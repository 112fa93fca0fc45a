// Copyright 2022 Webb Technologies Inc.
//
// Licensed under the Apache License, Version 2.0 (the "License");
// you may not use this file except in compliance with the License.
// You may obtain a copy of the License at
//
// http://www.apache.org/licenses/LICENSE-2.0
//
// Unless required by applicable law or agreed to in writing, software
// distributed under the License is distributed on an "AS IS" BASIS,
// WITHOUT WARRANTIES OR CONDITIONS OF ANY KIND, either express or implied.
// See the License for the specific language governing permissions and
// limitations under the License.

use config::{Config, File};
use std::path::{Path, PathBuf};

use super::*;

/// A helper function that will search for all config files in the given
/// directory and return them as a vec of the paths.
///
/// Supported file extensions are:
/// - `.toml`.
/// - `.json`.
pub fn search_config_files<P: AsRef<Path>>(
    base_dir: P,
) -> pothole_relayer_utils::Result<Vec<PathBuf>> {
    // A pattern that covers all toml or json files in the config directory
    // and subdirectories.
    let toml_pattern = format!("{}/**/*.toml", base_dir.as_ref().display());
    let json_pattern = format!("{}/**/*.json", base_dir.as_ref().display());
    tracing::trace!(
        "Loading config files from {} and {}",
        toml_pattern,
        json_pattern
    );
    let toml_files = glob::glob(&toml_pattern)?;
    let json_files = glob::glob(&json_pattern)?;
    toml_files
        .chain(json_files)
        .map(|v| v.map_err(pothole_relayer_utils::Error::from))
        .collect()
}

/// Try to parse the [`RelayerConfig`] from the given config file(s).
pub fn parse_from_files(
    files: &[PathBuf],
) -> pothole_relayer_utils::Result<RelayerConfig> {
    let mut builder = Config::builder();
    for config_file in files {
        tracing::trace!("Loading config file: {}", config_file.display());
        let ext = config_file
            .extension()
            .map(|e| e.to_str().unwrap_or(""))
            .unwrap_or("");
        let format = match ext {
            "toml" => config::FileFormat::Toml,
            "json" => config::FileFormat::Json,
            _ => {
                tracing::warn!("Unknown file extension: {}", ext);
                continue;
            }
        };
        builder = builder
            .add_source(File::from(config_file.as_path()).format(format));
    }

    // also merge in the environment (with a prefix of POTHOLE).
    let builder = builder
        .add_source(config::Environment::with_prefix("POTHOLE").separator("_"));
    let cfg = builder.build()?;
    // and finally deserialize the config and post-process it
    let config: Result<
        RelayerConfig,
        serde_path_to_error::Error<config::ConfigError>,
    > = serde_path_to_error::deserialize(cfg);
    match config {
        Ok(c) => postloading_process(c),
        Err(e) => {
            tracing::error!("{}", e);
            Err(e.into())
        }
    }
}

/// Load the configuration files from the given directory.
///
/// It is the same as using the [`search_config_files`] and
/// [`parse_from_files`] functions combined.
pub fn load<P: AsRef<Path>>(
    path: P,
) -> pothole_relayer_utils::Result<RelayerConfig> {
    parse_from_files(&search_config_files(path)?)
}

/// The postloading_process exists to sanity-check the loaded configuration
/// and to surface every silently-defaulted value loudly.
pub fn postloading_process(
    config: RelayerConfig,
) -> pothole_relayer_utils::Result<RelayerConfig> {
    tracing::trace!("Checking configuration sanity ...");
    if config.http_endpoint.as_url().as_str()
        == default_http_endpoint().as_url().as_str()
    {
        tracing::warn!(
            "!!WARNING!!: http-endpoint points at the local development \
            node at {}",
            config.http_endpoint
        );
    }
    if config.chain_id == default_chain_id() {
        tracing::warn!(
            "!!WARNING!!: chain-id is the local development default ({}), \
            set it explicitly for any public network",
            config.chain_id
        );
    }
    if config.allowed_origin.is_none() {
        tracing::warn!(
            "!!WARNING!!: allowed-origin is not set, \
            cross-origin access is left permissive"
        );
    }
    tracing::trace!(
        "postloaded config: {}",
        serde_json::to_string_pretty(&config)?
    );
    Ok(config)
}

● **WHAT THE EXERCISE ASKS**:
For every line above that has "directory" in it, copy the line.

● **SOLVED EXERCISE**:
/// directory and return them as a vec of the paths.
    // A pattern that covers all toml or json files in the config directory
/// Load the configuration files from the given directory.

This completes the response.